You're mistakenly conflating two different scopes. It is not unreasonable for Coro to assume that the Glade population would allow his comments some amount of weight. You have conferred such in the past, and probably will in the future. It would be unreasonable for Coro to assume that the Twitter population would allow his comments any weight. The populations differ by orders of magnitude, and he has no reputational backing in the Twitter venue.
Perhaps it was a bit unfair to state "there are no personal opinions on Twitter" from a clarity perspective. Obviously, people vomit personal opinions all over Twitter, so from that standpoint, certainly, there are personal opinions on Twitter. In the old days (and you'll forgive me, I hope, for regressing into a tale of the golden age of the Internet) when personal opinions were exchanged in a public venue, or at least as public as a venue could be in those days, everyone was very careful to disassociate themselves and their opinions from any affiliations, such as employer or volunteer organization or whatever, that could be potentially harmed. In fact, you may have seen some of the artifacts of this time, such as "#include <disclaimer.h>" or "#include <std/disclaimer.h>". The standard disclaimer was along the lines of "All opinions expressed are solely personal, and are not to be mistaken in any way for those held by my employer/volunteer organization/whatever." and so on and so forth for as much verbiage as it took to adequately distance yourself from any repercussions.

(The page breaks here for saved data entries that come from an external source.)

//! Configuration loading and environment variable handling

use crate::domains::UpstepConfig;
use crate::error::{ConfigError, ConfigResult};
use std::path::Path;
use std::str::FromStr;

/// Configuration loader with environment variable support
pub struct ConfigLoader {
    /// Environment variable prefix
    prefix: String,
}

impl ConfigLoader {
    /// Create a new config loader with default prefix
    pub fn new() -> Self {
        Self {
            prefix: "UPSTEP".to_string(),
        }
    }

    /// Create a new config loader with custom prefix
    pub fn with_prefix(prefix: impl Into<String>) -> Self {
        Self {
            prefix: prefix.into(),
        }
    }

    /// Load configuration from a YAML file with environment overrides
    pub fn from_file(&self, path: impl AsRef<Path>) -> ConfigResult<UpstepConfig> {
        let content = std::fs::read_to_string(path)?;
        let mut config: UpstepConfig = serde_yaml::from_str(&content)?;

        self.apply_env_overrides(&mut config)?;
        config.validate_all()?;

        Ok(config)
    }

    /// Load configuration from environment variables only
    pub fn from_env(&self) -> ConfigResult<UpstepConfig> {
        let mut config = UpstepConfig::default();
        self.apply_env_overrides(&mut config)?;
        config.validate_all()?;
        Ok(config)
    }

    /// Load configuration with fallback chain
    pub fn load(&self, config_path: Option<impl AsRef<Path>>) -> ConfigResult<UpstepConfig> {
        match config_path {
            Some(path) => self.from_file(path),
            None => self.from_env(),
        }
    }

    /// Apply environment variable overrides to configuration
    fn apply_env_overrides(&self, config: &mut UpstepConfig) -> ConfigResult<()> {
        self.apply_database_overrides(&mut config.database)?;
        self.apply_migrations_overrides(&mut config.migrations);
        self.apply_logging_overrides(&mut config.logging)?;
        Ok(())
    }

    fn apply_database_overrides(
        &self,
        config: &mut crate::domains::database::DatabaseConfig,
    ) -> ConfigResult<()> {
        if let Ok(url) = self.get_env_var("DATABASE_URL") {
            config.url = url;
        }

        if let Ok(max) = self.get_env_var("DATABASE_MAX_CONNECTIONS") {
            config.max_connections = max.parse().map_err(|e| {
                ConfigError::EnvError(format!("Invalid DATABASE_MAX_CONNECTIONS: {}", e))
            })?;
        }

        Ok(())
    }

    fn apply_migrations_overrides(&self, config: &mut crate::domains::migrations::MigrationsConfig) {
        if let Ok(dir) = self.get_env_var("MIGRATIONS_DIR") {
            config.directory = dir;
        }

        // Format is checked by validation so the error names the domain
        if let Ok(baseline) = self.get_env_var("BASELINE_VERSION") {
            config.baseline_version = baseline;
        }

        if let Ok(table) = self.get_env_var("VERSION_TABLE") {
            config.version_table = table;
        }
    }

    fn apply_logging_overrides(
        &self,
        config: &mut crate::domains::logging::LoggingConfig,
    ) -> ConfigResult<()> {
        if let Ok(log_level) = self.get_env_var("LOG_LEVEL") {
            config.level = crate::domains::logging::LogLevel::from_str(&log_level)
                .map_err(|_| ConfigError::EnvError(format!("Invalid LOG_LEVEL: {}", log_level)))?;
        }

        if let Ok(format) = self.get_env_var("LOG_FORMAT") {
            config.format = crate::domains::logging::LogFormat::from_str(&format)
                .map_err(|_| ConfigError::EnvError(format!("Invalid LOG_FORMAT: {}", format)))?;
        }

        Ok(())
    }

    /// Get environment variable with prefix
    fn get_env_var(&self, name: &str) -> Result<String, std::env::VarError> {
        std::env::var(format!("{}_{}", self.prefix, name))
    }
}

impl Default for ConfigLoader {
    fn default() -> Self {
        Self::new()
    }
}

Let us examine reputation. Your perceived reputation is the sum total of what people know about you. Your actual reputation is the sum total of what people can know about you. There's an important distinction there. Remember when you posted "I sure do enjoy rapin' trannies"[1]? No? Well Google does, and it's more than happy to tell both your best friend and your worst enemy. How far will they disseminate this information? As it makes the rounds, your perceived reputation is modified in relation to your actual reputation.
Today, in social media, there is no separation of private and public persona, except insofar as you can refrain from leaking your private persona into your public one. Every wife-beater is aware, for instance, that they don't want that proclivity to become public. The average person, generally not being a wife-beater or anything else egregiously anti-social, doesn't have a yardstick against which to measure what they should or should not make public. The average person also cannot mentally encompass the speed of proliferation of the Internet, so they reason that since there's nothing horrendously wrong with them, and they have friends that don't constantly call them retarded, that the Internet is pretty much the same way. Now, most of the time, nobody gets the comeuppance that makes them go hang themselves in a closet for the amusement of 4chan. And that's obscurity working in their favor. But every so often, for whatever reason, somebody hits the wall. Twitter is "on-record". It's a broadcast. There are no mulligans, there are no backsies. There are only retractions, apologies, and hoping somebody else does something stupider so that you can go out in public again.
[1] Obviously, no one has posted this, and the "you" in this sentence is the rhetorical "you", not any specific "you".